Gransnet forums

Food

Can't afford to eat healthy food...

(189 Posts)
starbox Fri 11-May-18 10:48:37

I see the above claim frequently; people charged with giving kids too many burgers or gaining weight whine that they just can't AFFORD any better. Well, I'm on tightest budget in my life and have to say we're eating more healthily than ever! Big bag own brand porridge oats makes a cheap, healthy breakfast (with toast & marmelade). Meals feature lots of brown rolls, rice, salad (55p bag- Aldi), grated carrots, homemade potato salad... try mackerel, tinned salmon (1 tin serves 2) or tuna for protein. Munch on oaties (39p). Real coffee only £1.80 at Aldi so Bialetti always on. Avoid Coke for sparkling water (17p- 2 litres) with dash of lime. Our costs go up if we succumb to ready meals, pizza, lasagne, pies, chocolate . But the healthy stuff can be got cheaply enough. And I never do more than heat stuff up- I'm not talking major cookery needed!

Lazigirl Sat 12-May-18 15:01:36

OK We're all supergrans, planning, buying and cooking nutritious meals for a pittance. We are marvels at budgeting and planning, especially when times are hard. No doubt better education and support would help those who don't do as we do, but as I tried to say earlier on, no doubt clumsily, it's not so simple. The reasons why people make what we may consider poor choices for themselves and their families are complex, and the plain fact is, if you have more cash you have more choice, and not just about diet. What about the level of alcohol consumed by older, middle class people. Should we be judgemental about that too?

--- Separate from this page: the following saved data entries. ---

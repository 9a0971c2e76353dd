//! Domain layer for formrelay
//!
//! Contains the submission model, the intake validator, delivery
//! attempt/outcome types and domain errors. This layer performs no I/O.

pub mod entities;
pub mod errors;
pub mod intake;
pub mod value_objects;

pub use entities::*;
pub use errors::{DomainError, ValidationError, ValidationReason};
pub use intake::{RawSubmission, validate};
pub use value_objects::*;
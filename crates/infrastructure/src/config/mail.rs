//! Mail configuration: addresses and SMTP transport profiles.

use std::fmt;

use application::services::{DEFAULT_SEND_TIMEOUT_SECS, NotificationSettings};
use secrecy::{ExposeSecret, SecretString};
use serde::{Deserialize, Serialize};

/// Connection security for an SMTP transport
#[derive(Debug, Clone, Copy, PartialEq, Eq, Default, Serialize, Deserialize)]
#[serde(rename_all = "lowercase")]
pub enum TransportSecurity {
    /// Plain connection upgraded with STARTTLS (port 587)
    #[default]
    StartTls,
    /// Implicit TLS (port 465)
    Tls,
    /// No encryption; only for local relays and test servers
    None,
}

impl fmt::Display for TransportSecurity {
    fn fmt(&self, f: &mut fmt::Formatter<'_>) -> fmt::Result {
        match self {
            Self::StartTls => write!(f, "starttls"),
            Self::Tls => write!(f, "tls"),
            Self::None => write!(f, "none"),
        }
    }
}

/// One SMTP transport profile
#[derive(Clone, Serialize, Deserialize)]
pub struct SmtpTransportConfig {
    /// Name used in logs
    #[serde(default = "default_transport_name")]
    pub name: String,

    /// SMTP server host
    #[serde(default = "default_smtp_host")]
    pub host: String,

    /// SMTP server port
    #[serde(default = "default_smtp_port")]
    pub port: u16,

    /// Connection security
    #[serde(default)]
    pub security: TransportSecurity,

    /// Login user (empty = no authentication)
    #[serde(default)]
    pub username: String,

    /// Login password or app password (sensitive - uses `SecretString`)
    #[serde(default = "empty_secret", skip_serializing)]
    pub password: SecretString,
}

impl fmt::Debug for SmtpTransportConfig {
    fn fmt(&self, f: &mut fmt::Formatter<'_>) -> fmt::Result {
        f.debug_struct("SmtpTransportConfig")
            .field("name", &self.name)
            .field("host", &self.host)
            .field("port", &self.port)
            .field("security", &self.security)
            .field("username", &self.username)
            .field("password", &"[REDACTED]")
            .finish()
    }
}

fn default_transport_name() -> String {
    "primary".to_string()
}

fn default_smtp_host() -> String {
    "smtp.gmail.com".to_string()
}

const fn default_smtp_port() -> u16 {
    587
}

fn empty_secret() -> SecretString {
    SecretString::from(String::new())
}

impl Default for SmtpTransportConfig {
    fn default() -> Self {
        Self {
            name: default_transport_name(),
            host: default_smtp_host(),
            port: default_smtp_port(),
            security: TransportSecurity::default(),
            username: String::new(),
            password: empty_secret(),
        }
    }
}

impl SmtpTransportConfig {
    /// Whether both username and password are set
    #[must_use]
    pub fn has_credentials(&self) -> bool {
        !self.username.is_empty() && !self.password.expose_secret().is_empty()
    }

    /// Whether the password is set
    #[must_use]
    pub fn has_password(&self) -> bool {
        !self.password.expose_secret().is_empty()
    }

    /// Get the password as a string reference
    #[must_use]
    pub fn password_str(&self) -> &str {
        self.password.expose_secret()
    }

    /// Whether two profiles reach the same server as the same user
    #[must_use]
    pub fn same_endpoint(&self, other: &Self) -> bool {
        self.host.eq_ignore_ascii_case(&other.host)
            && self.port == other.port
            && self.username == other.username
    }
}

/// Mail section of the configuration
#[derive(Debug, Clone, Serialize, Deserialize)]
pub struct MailAppConfig {
    /// Sender address (defaults to the primary transport's username)
    #[serde(default)]
    pub from_address: String,

    /// Sender display name
    #[serde(default = "default_from_name")]
    pub from_name: String,

    /// Mailbox that receives website submissions
    #[serde(default)]
    pub recipient: String,

    /// Additional CC recipients
    #[serde(default)]
    pub cc: Vec<String>,

    /// Operator mailbox for delivery failure alerts
    #[serde(default)]
    pub operator_address: Option<String>,

    /// Timeout for a single send in seconds
    #[serde(default = "default_send_timeout")]
    pub send_timeout_secs: u64,

    /// Transport used first
    #[serde(default)]
    pub primary: SmtpTransportConfig,

    /// Transport used for the single transient-failure retry
    #[serde(default)]
    pub alternate: Option<SmtpTransportConfig>,
}

fn default_from_name() -> String {
    "Website".to_string()
}

const fn default_send_timeout() -> u64 {
    DEFAULT_SEND_TIMEOUT_SECS
}

impl Default for MailAppConfig {
    fn default() -> Self {
        Self {
            from_address: String::new(),
            from_name: default_from_name(),
            recipient: String::new(),
            cc: Vec::new(),
            operator_address: None,
            send_timeout_secs: default_send_timeout(),
            primary: SmtpTransportConfig::default(),
            alternate: None,
        }
    }
}

impl MailAppConfig {
    /// Effective sender address
    #[must_use]
    pub fn sender_address(&self) -> &str {
        if self.from_address.is_empty() {
            &self.primary.username
        } else {
            &self.from_address
        }
    }

    /// Effective recipient (falls back to the sender mailbox)
    #[must_use]
    pub fn recipient_address(&self) -> &str {
        if self.recipient.is_empty() {
            self.sender_address()
        } else {
            &self.recipient
        }
    }

    /// Operator address, ignoring blank values
    #[must_use]
    pub fn operator(&self) -> Option<&str> {
        self.operator_address
            .as_deref()
            .map(str::trim)
            .filter(|s| !s.is_empty())
    }

    /// Addresses for the message composer
    #[must_use]
    pub fn notification_settings(&self) -> NotificationSettings {
        let settings = NotificationSettings::new(self.sender_address(), self.recipient_address())
            .with_from_name(self.from_name.clone())
            .with_cc(self.cc.clone());
        match self.operator() {
            Some(operator) => settings.with_operator(operator),
            None => settings,
        }
    }
}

allule Sat 12-May-18 14:39:28

My priorities have changed over time. With a family to feed on a limited budget, I cooked to balance budget and nutrition.
Now I am cooking for two of us, I am up on money, but down on energy. My priorities are things that are reasonably healthy, fresh and most important, that we enjoy. Frozen vegetables are fresher for small quantities. Then, anything we fancy, we have. Outer current favourite indulgence is Waitrose Essential tiramisu...with a snigger at the word essential smile

Anniebach Sat 12-May-18 14:28:25

All families who do not eat as grandmothers did is simply because they smoke. Sorted

sweetcakes Sat 12-May-18 14:10:11

Cigarettes are roughly £8.00 to £10.00 per packet if that's a packet a day we'll say at worst £70.00 a week and that's just one parent! I would say £70.00 was a decent budget to feed the family on for a week after all it only goes up in smoke doesn't it.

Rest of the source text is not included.